- Collected data entries -
════

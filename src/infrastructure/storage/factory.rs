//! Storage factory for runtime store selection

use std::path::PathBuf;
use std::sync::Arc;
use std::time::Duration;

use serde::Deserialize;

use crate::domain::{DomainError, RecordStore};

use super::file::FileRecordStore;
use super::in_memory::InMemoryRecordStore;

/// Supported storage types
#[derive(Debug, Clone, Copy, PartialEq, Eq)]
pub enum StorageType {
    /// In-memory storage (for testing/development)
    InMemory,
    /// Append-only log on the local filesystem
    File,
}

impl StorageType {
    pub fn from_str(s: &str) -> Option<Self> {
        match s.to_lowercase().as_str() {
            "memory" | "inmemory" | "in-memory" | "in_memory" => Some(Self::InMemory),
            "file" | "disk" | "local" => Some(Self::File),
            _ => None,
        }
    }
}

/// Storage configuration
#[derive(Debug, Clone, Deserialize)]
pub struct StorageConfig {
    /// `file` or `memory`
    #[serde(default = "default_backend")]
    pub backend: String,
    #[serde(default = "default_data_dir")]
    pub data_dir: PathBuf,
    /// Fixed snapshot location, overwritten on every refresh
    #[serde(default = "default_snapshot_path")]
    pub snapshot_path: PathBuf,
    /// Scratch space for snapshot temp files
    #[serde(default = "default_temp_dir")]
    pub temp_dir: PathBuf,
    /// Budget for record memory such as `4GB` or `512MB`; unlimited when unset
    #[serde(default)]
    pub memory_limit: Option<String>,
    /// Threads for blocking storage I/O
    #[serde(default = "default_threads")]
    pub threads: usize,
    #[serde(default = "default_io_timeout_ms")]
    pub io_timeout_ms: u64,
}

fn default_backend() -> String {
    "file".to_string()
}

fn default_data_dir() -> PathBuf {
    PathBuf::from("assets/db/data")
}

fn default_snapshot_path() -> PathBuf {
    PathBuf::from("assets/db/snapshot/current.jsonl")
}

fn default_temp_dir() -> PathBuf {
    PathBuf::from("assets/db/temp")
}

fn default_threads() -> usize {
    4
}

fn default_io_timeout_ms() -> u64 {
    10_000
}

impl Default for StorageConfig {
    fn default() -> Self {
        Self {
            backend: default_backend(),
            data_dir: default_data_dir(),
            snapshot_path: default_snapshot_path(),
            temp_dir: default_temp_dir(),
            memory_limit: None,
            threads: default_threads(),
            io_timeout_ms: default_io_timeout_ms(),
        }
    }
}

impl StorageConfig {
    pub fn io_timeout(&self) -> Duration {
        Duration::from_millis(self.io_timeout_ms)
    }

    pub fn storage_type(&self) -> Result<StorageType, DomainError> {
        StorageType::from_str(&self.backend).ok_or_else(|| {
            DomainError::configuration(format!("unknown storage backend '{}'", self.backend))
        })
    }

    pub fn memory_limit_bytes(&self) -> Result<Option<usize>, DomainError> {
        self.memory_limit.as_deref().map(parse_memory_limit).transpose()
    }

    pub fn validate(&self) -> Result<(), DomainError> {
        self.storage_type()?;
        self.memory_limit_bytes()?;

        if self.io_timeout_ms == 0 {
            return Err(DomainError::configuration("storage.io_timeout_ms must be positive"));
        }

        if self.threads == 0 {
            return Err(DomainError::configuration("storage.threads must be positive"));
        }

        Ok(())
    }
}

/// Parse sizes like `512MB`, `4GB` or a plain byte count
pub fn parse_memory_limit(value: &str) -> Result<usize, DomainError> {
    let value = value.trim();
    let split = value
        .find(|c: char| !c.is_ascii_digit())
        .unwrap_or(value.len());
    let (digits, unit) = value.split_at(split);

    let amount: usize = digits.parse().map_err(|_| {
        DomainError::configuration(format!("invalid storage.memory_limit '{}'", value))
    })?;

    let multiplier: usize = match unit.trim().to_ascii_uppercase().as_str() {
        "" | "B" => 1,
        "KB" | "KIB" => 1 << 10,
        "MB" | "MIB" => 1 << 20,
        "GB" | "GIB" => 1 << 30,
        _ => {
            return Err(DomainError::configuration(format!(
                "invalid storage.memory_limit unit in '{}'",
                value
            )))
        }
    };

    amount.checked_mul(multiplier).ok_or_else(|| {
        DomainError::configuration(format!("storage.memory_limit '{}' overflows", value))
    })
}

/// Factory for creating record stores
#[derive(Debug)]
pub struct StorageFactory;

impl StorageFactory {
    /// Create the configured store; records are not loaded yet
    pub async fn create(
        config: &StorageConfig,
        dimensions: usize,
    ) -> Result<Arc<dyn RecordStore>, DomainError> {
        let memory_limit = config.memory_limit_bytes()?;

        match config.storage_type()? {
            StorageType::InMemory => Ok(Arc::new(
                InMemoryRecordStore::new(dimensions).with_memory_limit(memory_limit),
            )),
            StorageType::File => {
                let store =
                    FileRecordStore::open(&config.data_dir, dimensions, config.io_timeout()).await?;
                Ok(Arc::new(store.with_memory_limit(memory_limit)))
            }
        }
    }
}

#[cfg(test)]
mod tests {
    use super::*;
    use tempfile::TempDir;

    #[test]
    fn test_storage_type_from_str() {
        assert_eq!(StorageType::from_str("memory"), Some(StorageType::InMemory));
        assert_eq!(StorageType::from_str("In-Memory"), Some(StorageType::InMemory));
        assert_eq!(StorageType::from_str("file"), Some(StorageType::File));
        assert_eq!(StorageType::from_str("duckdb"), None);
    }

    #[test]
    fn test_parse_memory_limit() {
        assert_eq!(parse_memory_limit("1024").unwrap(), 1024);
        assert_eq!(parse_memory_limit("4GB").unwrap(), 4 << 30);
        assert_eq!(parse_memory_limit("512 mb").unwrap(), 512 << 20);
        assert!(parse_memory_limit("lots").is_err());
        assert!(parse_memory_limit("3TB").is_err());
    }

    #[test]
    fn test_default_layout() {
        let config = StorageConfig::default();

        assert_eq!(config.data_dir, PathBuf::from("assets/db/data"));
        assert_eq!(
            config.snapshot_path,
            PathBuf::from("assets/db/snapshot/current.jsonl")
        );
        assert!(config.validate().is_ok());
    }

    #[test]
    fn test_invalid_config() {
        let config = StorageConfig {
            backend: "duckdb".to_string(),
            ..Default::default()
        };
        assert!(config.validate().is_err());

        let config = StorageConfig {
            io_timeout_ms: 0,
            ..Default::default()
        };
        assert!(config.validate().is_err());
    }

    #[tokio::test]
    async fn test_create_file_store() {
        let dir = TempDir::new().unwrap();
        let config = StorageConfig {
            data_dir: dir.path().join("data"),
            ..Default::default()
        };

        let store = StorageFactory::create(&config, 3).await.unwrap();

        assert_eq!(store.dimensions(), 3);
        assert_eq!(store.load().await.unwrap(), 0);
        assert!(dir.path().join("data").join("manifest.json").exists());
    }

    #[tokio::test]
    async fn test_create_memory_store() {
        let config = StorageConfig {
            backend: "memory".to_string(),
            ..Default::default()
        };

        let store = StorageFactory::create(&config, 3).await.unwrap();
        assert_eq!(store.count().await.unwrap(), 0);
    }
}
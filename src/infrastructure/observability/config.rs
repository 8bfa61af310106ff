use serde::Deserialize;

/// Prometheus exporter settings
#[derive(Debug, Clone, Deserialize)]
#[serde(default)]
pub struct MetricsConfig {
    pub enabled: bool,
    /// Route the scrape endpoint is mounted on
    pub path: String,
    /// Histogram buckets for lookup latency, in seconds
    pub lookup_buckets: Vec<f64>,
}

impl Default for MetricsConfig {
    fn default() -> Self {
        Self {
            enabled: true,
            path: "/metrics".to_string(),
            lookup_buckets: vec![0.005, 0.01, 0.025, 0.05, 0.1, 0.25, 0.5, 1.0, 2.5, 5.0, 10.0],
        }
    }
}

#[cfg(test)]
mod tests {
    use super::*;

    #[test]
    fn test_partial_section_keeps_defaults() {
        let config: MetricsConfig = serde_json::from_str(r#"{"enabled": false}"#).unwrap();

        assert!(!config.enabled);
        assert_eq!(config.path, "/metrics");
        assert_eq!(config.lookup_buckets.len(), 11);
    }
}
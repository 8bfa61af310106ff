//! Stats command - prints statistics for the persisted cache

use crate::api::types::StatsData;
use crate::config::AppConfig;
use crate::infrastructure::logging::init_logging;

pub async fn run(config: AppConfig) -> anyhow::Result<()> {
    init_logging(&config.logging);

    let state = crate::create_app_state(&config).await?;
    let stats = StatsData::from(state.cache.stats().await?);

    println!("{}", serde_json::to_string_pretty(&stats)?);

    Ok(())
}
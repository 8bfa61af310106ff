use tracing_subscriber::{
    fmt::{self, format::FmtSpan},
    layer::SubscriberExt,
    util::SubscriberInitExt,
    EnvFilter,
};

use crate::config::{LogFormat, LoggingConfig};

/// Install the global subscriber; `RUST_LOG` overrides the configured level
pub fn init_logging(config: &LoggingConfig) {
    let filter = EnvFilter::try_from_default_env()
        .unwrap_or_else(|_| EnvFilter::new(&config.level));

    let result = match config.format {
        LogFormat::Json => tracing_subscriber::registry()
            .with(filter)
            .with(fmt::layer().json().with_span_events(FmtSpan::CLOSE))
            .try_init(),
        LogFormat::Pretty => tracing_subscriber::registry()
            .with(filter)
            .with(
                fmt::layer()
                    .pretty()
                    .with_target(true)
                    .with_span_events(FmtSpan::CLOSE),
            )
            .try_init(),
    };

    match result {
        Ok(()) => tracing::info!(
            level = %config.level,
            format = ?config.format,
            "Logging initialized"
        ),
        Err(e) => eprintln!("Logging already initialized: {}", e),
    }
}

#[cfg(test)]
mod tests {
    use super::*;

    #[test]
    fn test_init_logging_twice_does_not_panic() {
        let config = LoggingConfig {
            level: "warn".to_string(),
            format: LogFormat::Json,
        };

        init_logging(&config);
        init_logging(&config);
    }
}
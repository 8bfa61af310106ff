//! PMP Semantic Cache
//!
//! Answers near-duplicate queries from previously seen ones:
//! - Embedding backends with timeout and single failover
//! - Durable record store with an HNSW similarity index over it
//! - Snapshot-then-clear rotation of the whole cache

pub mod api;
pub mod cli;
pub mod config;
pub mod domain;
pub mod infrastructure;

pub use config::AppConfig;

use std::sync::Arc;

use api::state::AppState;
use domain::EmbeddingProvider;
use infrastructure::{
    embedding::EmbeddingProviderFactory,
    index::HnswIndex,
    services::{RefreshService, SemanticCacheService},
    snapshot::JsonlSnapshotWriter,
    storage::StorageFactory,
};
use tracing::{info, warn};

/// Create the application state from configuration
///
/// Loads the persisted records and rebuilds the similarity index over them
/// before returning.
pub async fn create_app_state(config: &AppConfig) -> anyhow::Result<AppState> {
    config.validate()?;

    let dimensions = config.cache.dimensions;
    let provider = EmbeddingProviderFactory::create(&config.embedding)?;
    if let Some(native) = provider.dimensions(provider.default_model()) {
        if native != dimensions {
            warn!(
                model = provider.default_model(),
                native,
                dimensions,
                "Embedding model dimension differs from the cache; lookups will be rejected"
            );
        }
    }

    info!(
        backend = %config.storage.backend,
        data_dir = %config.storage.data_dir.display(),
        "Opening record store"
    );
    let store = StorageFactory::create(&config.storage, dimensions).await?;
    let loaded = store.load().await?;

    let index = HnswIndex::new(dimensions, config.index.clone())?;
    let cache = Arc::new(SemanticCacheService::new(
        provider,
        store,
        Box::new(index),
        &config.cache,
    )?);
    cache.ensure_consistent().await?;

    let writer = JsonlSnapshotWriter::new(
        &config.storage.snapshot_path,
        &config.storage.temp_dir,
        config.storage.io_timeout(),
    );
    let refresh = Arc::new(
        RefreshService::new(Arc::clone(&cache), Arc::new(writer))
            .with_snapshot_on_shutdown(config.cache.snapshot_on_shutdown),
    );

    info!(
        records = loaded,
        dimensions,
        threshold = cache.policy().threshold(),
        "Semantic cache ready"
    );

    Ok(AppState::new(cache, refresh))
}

════

- What you will do -
Your answer should consist only of the lines above between the line holding "use crate::config::AppConfig;" and the line holding "LogFormat::Pretty => tracing_subscriber::registry()", inclusive, each transcribed exactly.

- Exercise solution -
use crate::config::AppConfig;
use crate::infrastructure::logging::init_logging;

pub async fn run(config: AppConfig) -> anyhow::Result<()> {
    init_logging(&config.logging);

    let state = crate::create_app_state(&config).await?;
    let stats = StatsData::from(state.cache.stats().await?);

    println!("{}", serde_json::to_string_pretty(&stats)?);

    Ok(())
}
repository 8bfa61af310106ff
use tracing_subscriber::{
    fmt::{self, format::FmtSpan},
    layer::SubscriberExt,
    util::SubscriberInitExt,
    EnvFilter,
};

use crate::config::{LogFormat, LoggingConfig};

/// Install the global subscriber; `RUST_LOG` overrides the configured level
pub fn init_logging(config: &LoggingConfig) {
    let filter = EnvFilter::try_from_default_env()
        .unwrap_or_else(|_| EnvFilter::new(&config.level));

    let result = match config.format {
        LogFormat::Json => tracing_subscriber::registry()
            .with(filter)
            .with(fmt::layer().json().with_span_events(FmtSpan::CLOSE))
            .try_init(),
        LogFormat::Pretty => tracing_subscriber::registry()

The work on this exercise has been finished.